Ever considered Jolene might’ve been an innocent victim of circumstance? Dolly’s husband was obsessed with her, talked about her in his sleep. But there’s no evidence in the song to suggest she enacted, nothing to say she consciously encouraged it or made the first move. Dolly persecuted her, could’ve been jealously. There’re two sides to every story and we never hear Jolene’s.
Sounds rather conservative to me, Dolly blames anyone but herself. Rather, Araluen’s song In the Arms of Another, offers a liberal angle on a similar premise. The singer admits and regrets her part in pushing him into the arms of another, by not seeing the significance of those tell-tale signs.
Arguably, its notion is more provocative than Jolene, but it’s certainly the most poignant tune on this captivating album, And There it is, released last month. Araluen being the project of Australian-born, (hence the name,) but resident in the UK, Paul Lush, known for his contributions with Rockingbirds singer Alan Tyler and Danny And The Champions Of The World. With a repute on the UK Americana circuit, guitarist and award-winning songwriter, Paul, has been plying his trade as a fleet-fingered gun for hire and now sets up his own project.
“Araluen is the vehicle that I use to record my songs,” explained Paul. “It’s an idea more than anything, that allows me to use whoever I want without having to stick to a set band line-up. I’ve written and recorded a lot of songs but have never done anything with them. So, once I started this project, it was with the idea to finally release something – get it out there.”
Occasionally here, the sound slips skilfully into folk-rock, and there’s an electric slide guitar instrumental decidedly rock, but for the bulk, it’s uplifting country, graced by the alluring vocals of Angela Gannon from Magic Numbers. Also important to note this flows between changing styles with acute precision, rather than jumps in and out of styles.
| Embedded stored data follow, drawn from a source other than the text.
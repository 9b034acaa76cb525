// ChapterFetch - Segmented Audiobook Chapter Downloader
// Copyright (C) 2026 ChapterFetch Contributors
//
// This program is free software: you can redistribute it and/or modify
// it under the terms of the GNU General Public License as published by
// the Free Software Foundation, either version 3 of the License, or
// (at your option) any later version.
//
// This program is distributed in the hope that it will be useful,
// but WITHOUT ANY WARRANTY; without even the implied warranty of
// MERCHANTABILITY or FITNESS FOR A PARTICULAR PURPOSE. See the
// GNU General Public License for more details.
//
// You should have received a copy of the GNU General Public License
// along with this program. If not, see <https://www.gnu.org/licenses/>.


//! HLS-style media playlist parsing
//!
//! Recognized schema (a deliberate subset of an HLS media playlist — this
//! is not a protocol-compliant player):
//! - lines starting with `#` are tags/comments and carry no segment data;
//! - every other non-empty line naming a `.ts` resource is one segment URI,
//!   in playback order.
//!
//! A document with no segment line is a declared parse error, not a silent
//! empty chapter.

use crate::error::{PipelineError, Result};

/// Quick format sniff used by the resolver before committing to a parse
pub fn looks_like(text: &str) -> bool {
    text.starts_with("#EXTM3U") || text.lines().any(is_segment_line)
}

/// Extract segment URIs in playlist order.
///
/// Fails with `ManifestMalformed` when no segment line is present.
pub fn parse(text: &str) -> Result<Vec<String>> {
    let segments: Vec<String> = text
        .lines()
        .map(str::trim)
        .filter(|line| is_segment_line(line))
        .map(str::to_string)
        .collect();

    if segments.is_empty() {
        return Err(PipelineError::ManifestMalformed(
            "playlist contains no media segment lines".to_string(),
        ));
    }

    Ok(segments)
}

fn is_segment_line(line: &str) -> bool {
    let line = line.trim();
    !line.is_empty() && !line.starts_with('#') && line.ends_with(".ts")
}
Maybe my mum’s insistence we listened to her Tammy Wynette cassette in the car as kids, prepped me for my newfound affection for country, projected within our local circuit, our Tammy, Quin, Jamie R Hawkins and Dean Czerwionka’s invitations to attend his Americana club nights, but I must say, I actually prefer the string-bending country ballards on And There it is more than the rock ones; or is it an age thing?!
I could speculate till the cows come home, but it’s likely the style suits Angela’s voice more. It is, by its very essence, hypnotically divine, and amatory too, in a kind of chequered shirts with tassels and Daisy Dukes fashion. Virtually all romantically themed in small-town matters and secrecy, I found myself drifting into its gorgeous, effectively unpretentious narratives, as thirteen of them roll off the ears like waves on a tropical ocean.
Such is the alluring vocals, my mind contemplated the classic Simpsons episode, where Homer is near-tempted by the advances of country singer Lurleen Lumpkin, incidentally voiced by actress and singer Beverly D’Angelo, who as well as being Ellen Griswold in the National Lampoon’s Vacation films, was nominated for a Golden Globe Award for her role as Patsy Cline in Coal Miner’s Daughter, so it’s a fair credit.
“I’d admired Ange’s vocals for a long time, so one night while we were talking over a drink I asked if she was interested in singing on my new album,” Paul elucidated. “We went through the songs a couple of times and then recorded them. She blew me away. I had never heard her sing like that. This was the first time I’d heard her sing as the main featured vocalist for a whole album and she’s fantastic.”
And she certainly is. Lush by name, Paul has created a cross-bred masterpiece here to appease both country aficionados and those merely window-shopping into the genre via rock n roll avenue. This is a keeper.